Through beautifully and haunting cinematography by Nur Rubio Sherwell, Michelle Garza Cervera portrays the horrors of the side of motherhood that isn’t captured on screen quite often. Huesera depicts the cost of being a mother, giving up your dreams and aspirations to start a family, and leaving everything behind to start anew. Of course, Valeria wants this child and loves her dearly, but society wants to set up an array of terms and regulations that don’t align with her needs. She doesn’t want to succumb to the pressures that might arrive from it; hence, later on, those strains manifest into a living nightmare that haunts her daily living. Valeria defies those patriarchal norms, which she is obligated to follow by her family, and this makes it hard for her to cope with being a mother who cares and nurtures.

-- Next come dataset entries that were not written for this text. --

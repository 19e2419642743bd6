//! Sequential Bayesian estimate of whether an access point is an evil twin.
//!
//! Belief is kept as log-odds of "evil". Each protocol outcome adds the log
//! of its likelihood ratio; before adding, the accumulated log-odds decay
//! toward zero according to the time since the previous update.
//!
//! ```text
//! lr        = P(outcome | evil) / P(outcome | legit)
//! log_odds  = log_odds * exp(-dt / 30) + ln(lr)
//! posterior = clamp(logistic(log_odds), 0.001, 0.999)
//! ```

use serde::{Deserialize, Serialize};

use crate::decay::{apply_decay, DecayConfig};
use crate::window::{Observation, ObservationWindow, WindowProgress, DEFAULT_WINDOW_CAPACITY};

/// Prior probability that any access point is evil.
pub const DEFAULT_PRIOR_EVIL: f64 = 0.25;

/// P(success | evil).
pub const P_SUCCESS_GIVEN_EVIL: f64 = 0.15;

/// P(success | legitimate).
pub const P_SUCCESS_GIVEN_LEGIT: f64 = 0.85;

/// Lower posterior clamp.
pub const POSTERIOR_MIN: f64 = 0.001;

/// Upper posterior clamp.
pub const POSTERIOR_MAX: f64 = 0.999;

/// Default threshold for [`ApDetector::is_likely_evil`].
pub const DEFAULT_EVIL_THRESHOLD: f64 = 0.2;

/// Parameters shared by every detector.
#[derive(Clone, Copy, Debug, PartialEq, Serialize, Deserialize)]
pub struct DetectorConfig {
    /// Prior evil probability.
    pub prior_evil: f64,
    /// P(success | evil). P(failure | evil) is its complement.
    pub p_success_given_evil: f64,
    /// P(success | legitimate). P(failure | legitimate) is its complement.
    pub p_success_given_legit: f64,
    /// Evidence forgetting.
    pub decay: DecayConfig,
    /// Outcomes kept for progress reporting.
    pub window_capacity: usize,
}

impl Default for DetectorConfig {
    fn default() -> Self {
        Self {
            prior_evil: DEFAULT_PRIOR_EVIL,
            p_success_given_evil: P_SUCCESS_GIVEN_EVIL,
            p_success_given_legit: P_SUCCESS_GIVEN_LEGIT,
            decay: DecayConfig::default(),
            window_capacity: DEFAULT_WINDOW_CAPACITY,
        }
    }
}

impl DetectorConfig {
    /// Log-likelihood ratio of one outcome.
    pub fn log_likelihood_ratio(&self, success: bool) -> f64 {
        let (evil, legit) = if success {
            (self.p_success_given_evil, self.p_success_given_legit)
        } else {
            (1.0 - self.p_success_given_evil, 1.0 - self.p_success_given_legit)
        };
        (evil / legit).ln()
    }
}

fn logit(p: f64) -> f64 {
    (p / (1.0 - p)).ln()
}

fn logistic(x: f64) -> f64 {
    1.0 / (1.0 + (-x).exp())
}

fn clamp_posterior(p: f64) -> f64 {
    if p.is_nan() {
        return POSTERIOR_MAX;
    }
    p.clamp(POSTERIOR_MIN, POSTERIOR_MAX)
}

/// Per-access-point evil-twin estimator.
#[derive(Clone, Debug, Serialize, Deserialize)]
pub struct ApDetector {
    config: DetectorConfig,
    log_odds: f64,
    posterior: f64,
    last_update_ms: u64,
    window: ObservationWindow,
    counted: bool,
}

impl ApDetector {
    /// Fresh detector holding only the prior.
    pub fn new(config: DetectorConfig, now_ms: u64) -> Self {
        let prior = clamp_posterior(config.prior_evil);
        Self {
            log_odds: logit(prior),
            posterior: prior,
            last_update_ms: now_ms,
            window: ObservationWindow::new(config.window_capacity),
            counted: false,
            config,
        }
    }

    /// Fold in one protocol outcome observed at `now_ms`. Returns the new
    /// posterior.
    pub fn observe(&mut self, success: bool, now_ms: u64) -> f64 {
        self.window.push(Observation {
            success,
            at_ms: now_ms,
        });

        self.log_odds = apply_decay(self.log_odds, &self.config.decay, self.last_update_ms, now_ms)
            + self.config.log_likelihood_ratio(success);
        self.last_update_ms = self.last_update_ms.max(now_ms);
        self.posterior = clamp_posterior(logistic(self.log_odds));
        self.posterior
    }

    /// Current clamped posterior evil probability.
    pub fn posterior(&self) -> f64 {
        self.posterior
    }

    /// Current log-odds.
    pub fn log_odds(&self) -> f64 {
        self.log_odds
    }

    /// Prior this detector started from.
    pub fn prior(&self) -> f64 {
        self.config.prior_evil
    }

    /// Time of the last update, Unix milliseconds.
    pub fn last_update_ms(&self) -> u64 {
        self.last_update_ms
    }

    /// `posterior > threshold`.
    pub fn is_likely_evil(&self, threshold: f64) -> bool {
        self.posterior > threshold
    }

    /// `|posterior - 0.5| * 2`: 0 is uninformative, 1 is certain.
    pub fn confidence(&self) -> f64 {
        (self.posterior - 0.5).abs() * 2.0
    }

    /// Fill level of the outcome window.
    pub fn progress(&self) -> WindowProgress {
        self.window.progress()
    }

    /// The outcome window.
    pub fn window(&self) -> &ObservationWindow {
        &self.window
    }

    /// Whether a correct detection was already tallied.
    pub fn is_counted(&self) -> bool {
        self.counted
    }

    /// Mark this detector as tallied. Returns `true` only the first time.
    pub fn mark_counted(&mut self) -> bool {
        !std::mem::replace(&mut self.counted, true)
    }
}

#[cfg(test)]
mod tests {
    use super::*;

    fn detector() -> ApDetector {
        ApDetector::new(DetectorConfig::default(), 0)
    }

    #[test]
    fn test_starts_at_prior() {
        let d = detector();
        assert!((d.posterior() - DEFAULT_PRIOR_EVIL).abs() < 1e-12);
        assert!(d.is_likely_evil(0.2));
        assert!(!d.is_likely_evil(0.3));
        assert!((d.confidence() - 0.5).abs() < 1e-12);
    }

    #[test]
    fn test_failures_converge_to_evil() {
        let mut d = detector();
        for _ in 0..50 {
            d.observe(false, 0);
        }
        assert!(d.posterior() > 0.9);
        assert!(d.is_likely_evil(0.5));
        assert_eq!(d.posterior(), POSTERIOR_MAX);
    }

    #[test]
    fn test_successes_converge_to_legit() {
        let mut d = detector();
        for _ in 0..50 {
            d.observe(true, 0);
        }
        assert!(d.posterior() < 0.1);
        assert_eq!(d.posterior(), POSTERIOR_MIN);
    }

    #[test]
    fn test_single_failure_raises_belief() {
        let mut d = detector();
        let before = d.posterior();
        d.observe(false, 0);
        assert!(d.posterior() > before);
    }

    #[test]
    fn test_likelihood_ratios_symmetric() {
        let config = DetectorConfig::default();
        let fail = config.log_likelihood_ratio(false);
        let ok = config.log_likelihood_ratio(true);
        assert!((fail + ok).abs() < 1e-12);
        assert!((fail - (0.85f64 / 0.15).ln()).abs() < 1e-12);
    }

    #[test]
    fn test_idle_gap_damps_evidence() {
        let config = DetectorConfig::default();
        let prior_log_odds = logit(DEFAULT_PRIOR_EVIL);
        let step = config.log_likelihood_ratio(false);

        let mut d = ApDetector::new(config, 0);
        d.observe(false, 0);
        d.observe(false, 300_000);

        let undamped = (prior_log_odds + step + step).abs();
        assert!(d.log_odds().abs() < undamped);
        // After ten time constants only the second step is left, give or take
        assert!((d.log_odds() - step).abs() < 1e-3);
    }

    #[test]
    fn test_window_capped_at_capacity() {
        let mut d = detector();
        for i in 0..150 {
            d.observe(i % 3 == 0, i);
        }
        assert_eq!(d.progress().current, 100);
        assert_eq!(d.progress().target, 100);
    }

    #[test]
    fn test_mark_counted_is_one_shot() {
        let mut d = detector();
        assert!(!d.is_counted());
        assert!(d.mark_counted());
        assert!(!d.mark_counted());
        assert!(d.is_counted());
    }

    #[test]
    fn test_posterior_always_in_clamp_range() {
        let mut d = detector();
        for i in 0..500u64 {
            let p = d.observe(i % 7 != 0, i * 13);
            assert!((POSTERIOR_MIN..=POSTERIOR_MAX).contains(&p));
        }
    }
}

Her mind and body are at a tug-of-war due to the effects these strains are causing her. The pressures begin to swallow Valeria whole: she seeks the autonomy and happiness of the life she used to live. This forms a series of scenarios in which Valeria confronts the darkness blurring her mind. In the end, Huesera is a film about a woman’s individuality. Michelle Garza Cervera uses the horror genre to discuss such topics through a darker lens, to reflect on the reason why society wants to shape our identities for us. It contains a solid emotional punch because of how Natalia Solián portrays Valeria and her struggles with depression. Her facial expressions and body contortions showcase the power of her acting chops.

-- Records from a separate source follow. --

//! Inbound commands and their replies.
//!
//! Commands arrive as JSON objects tagged by `cmd`:
//!
//! ```
//! use twinguard_core::commands::Command;
//!
//! let cmd = Command::parse(r#"{"cmd": "setTolerance", "seconds": 30}"#).unwrap();
//! assert_eq!(cmd, Command::SetTolerance { seconds: 30.0 });
//!
//! let cmd = Command::parse(r#"{"cmd": "getAPs"}"#).unwrap();
//! assert_eq!(cmd, Command::GetAps);
//! ```
//!
//! Identifiers and mode names are carried as plain strings and checked when
//! the command runs, so a bad value yields [`Response::Ignored`] instead of a
//! parse failure.

use std::collections::BTreeMap;

use serde::{Deserialize, Serialize};

use twinguard_identity::ApId;

use crate::device::{DeviceRecord, KeyView};
use crate::registry::{AccessPoint, Position};
use crate::stats::StatsSnapshot;
use crate::{CoreError, Result};

/// A request from the transport.
#[derive(Clone, Debug, PartialEq, Serialize, Deserialize)]
#[serde(tag = "cmd", rename_all = "camelCase")]
pub enum Command {
    /// Discovery listing of every AP.
    #[serde(rename = "getAPs")]
    GetAps,
    /// Public keys of the fixed legitimate APs.
    GetTrustedRepo,
    /// Create a device if needed and start its traffic.
    ConnectDevice {
        /// Device id.
        id: String,
    },
    /// Set the timestamp tolerance, clamped to 5..=300 seconds.
    SetTolerance {
        /// Seconds.
        seconds: f64,
    },
    /// Switch the data sensitivity mode.
    SetSensitivity {
        /// `non` or `sensitive`.
        mode: String,
    },
    /// Set the guest evil probability, clamped to 0..=100 percent.
    SetEvilProbability {
        /// Percent.
        percent: f64,
    },
    /// Flip an AP's legitimacy.
    ManualToggleEvil {
        /// AP id.
        id: String,
    },
    /// Spawn a guest batch now.
    ManualSpawnEvil,
    /// Full stats snapshot.
    StatsRequest,
}

impl Command {
    /// Decode one JSON command.
    pub fn parse(text: &str) -> Result<Self> {
        serde_json::from_str(text).map_err(|e| CoreError::InvalidCommand(e.to_string()))
    }

    /// Command name as it appears on the wire.
    pub fn name(&self) -> &'static str {
        match self {
            Command::GetAps => "getAPs",
            Command::GetTrustedRepo => "getTrustedRepo",
            Command::ConnectDevice { .. } => "connectDevice",
            Command::SetTolerance { .. } => "setTolerance",
            Command::SetSensitivity { .. } => "setSensitivity",
            Command::SetEvilProbability { .. } => "setEvilProbability",
            Command::ManualToggleEvil { .. } => "manualToggleEvil",
            Command::ManualSpawnEvil => "manualSpawnEvil",
            Command::StatsRequest => "statsRequest",
        }
    }
}

/// Reply to a [`Command`].
#[derive(Clone, Debug, PartialEq, Serialize, Deserialize)]
#[serde(tag = "type", content = "data", rename_all = "camelCase")]
pub enum Response {
    /// Discovery listing.
    #[serde(rename = "aps")]
    Aps(Vec<ApInfo>),
    /// Trusted repository.
    TrustedRepo(BTreeMap<ApId, TrustedEntry>),
    /// The connected device.
    DeviceConnected(DeviceRecord),
    /// Stats snapshot.
    Stats(Box<StatsSnapshot>),
    /// Accepted; effects are announced as events.
    Ack,
    /// Input was not acted on.
    Ignored {
        /// Why.
        reason: String,
    },
}

/// Discovery entry for one AP.
#[derive(Clone, Debug, PartialEq, Serialize, Deserialize)]
#[serde(rename_all = "camelCase")]
pub struct ApInfo {
    /// Identifier.
    pub id: ApId,
    /// Location.
    pub position: Position,
    /// Public keys.
    pub public_keys: KeyView,
    /// Currently behaving.
    pub is_legitimate: bool,
    /// Transient guest.
    pub is_guest: bool,
    /// Impersonated AP, for guests.
    pub mimicking: Option<ApId>,
    /// Advertised signal strength.
    pub signal_strength: u32,
    /// Detector posterior, 0 when no detector exists.
    pub detector_belief: f64,
    /// Load as percent of capacity.
    pub load_percent: f64,
}

impl ApInfo {
    /// View of `ap` with the given detector belief.
    pub fn new(ap: &AccessPoint, detector_belief: f64) -> Self {
        Self {
            id: ap.id().clone(),
            position: ap.position(),
            public_keys: KeyView::from(ap.public_keys()),
            is_legitimate: ap.is_legitimate(),
            is_guest: ap.is_guest(),
            mimicking: ap.role().mimicking().cloned(),
            signal_strength: ap.signal_strength(),
            detector_belief,
            load_percent: ap.load_percent(),
        }
    }
}

/// Trusted repository entry.
#[derive(Clone, Debug, PartialEq, Serialize, Deserialize)]
#[serde(rename_all = "camelCase")]
pub struct TrustedEntry {
    /// Identifier.
    pub id: ApId,
    /// Public keys.
    pub public_keys: KeyView,
    /// Always true.
    pub is_legitimate: bool,
}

Whether or not Valeria succeeds in her pursuit of contentment, Huesera: The Bone Woman keeps the audience alert and intrigued with its blend of mysticism and Rosemary’s Baby-like delusions. The dread that slowly creeps up as the movie continues arrives from a combination of two main aspects. The first one is its eerie atmosphere, which is created by the negligence of not society’s norms, and the second one is the implementation of body-horror elements. While the former fuels most of the film’s runtime, the latter arrives at the second half of the picture, like a pitch-perfect addition to complete the film’s psychological horror cycle with a memorable sequence. In Huesera’s ending sequence, Michelle Garza Cervera takes inspiration from Lars von Trier’s brilliant and provocative film Antichrist (2009), which is also a film about despair caused by loss, longing, and motherhood, but with a more brutal and exploitation twist.

Huesera: The Bone Woman: Trailer (XYZ Films)

There is a particular scene in Huesera that reminds me of the Lars von Trier picture, and it is the scene where Willem Dafoe and Charlotte Gainsbourg’s characters are embracing in the woods after the tragic loss of their child. Hands begin to stick out of the tree near them, creating a haunting picture that resembles their character’s conjoined pain and melancholy. In Huesera, there’s no love scene in that hallucinatory ending, but there are blank-faced bodies toppling down onto Valeria in a dark forest, which creates an eerie sequence similar to the one seen in Antichrist. Like in von Trier’s picture, this scene in Huesera is like a beautifully horrific painting that brings a culmination to a chapter in the leading character’s life.

It’s a perfect climax that brings an end to the nightmare Valeria has been experiencing. Every pressure of the dilemmas she has been going through since postpartum converges into an amalgamation of horror thrills. Michelle Garza Cervera manages to craft a distinctive horror picture that speaks about a rarely commented topic in cinema. It’s a brilliant directorial debut that should bring attention to her future work and make Natalia Solián an international star.


Huesera: The Bone Woman is opening in US theaters on February 10 and landing on VOD on February 16, 2023, from XYZ Films.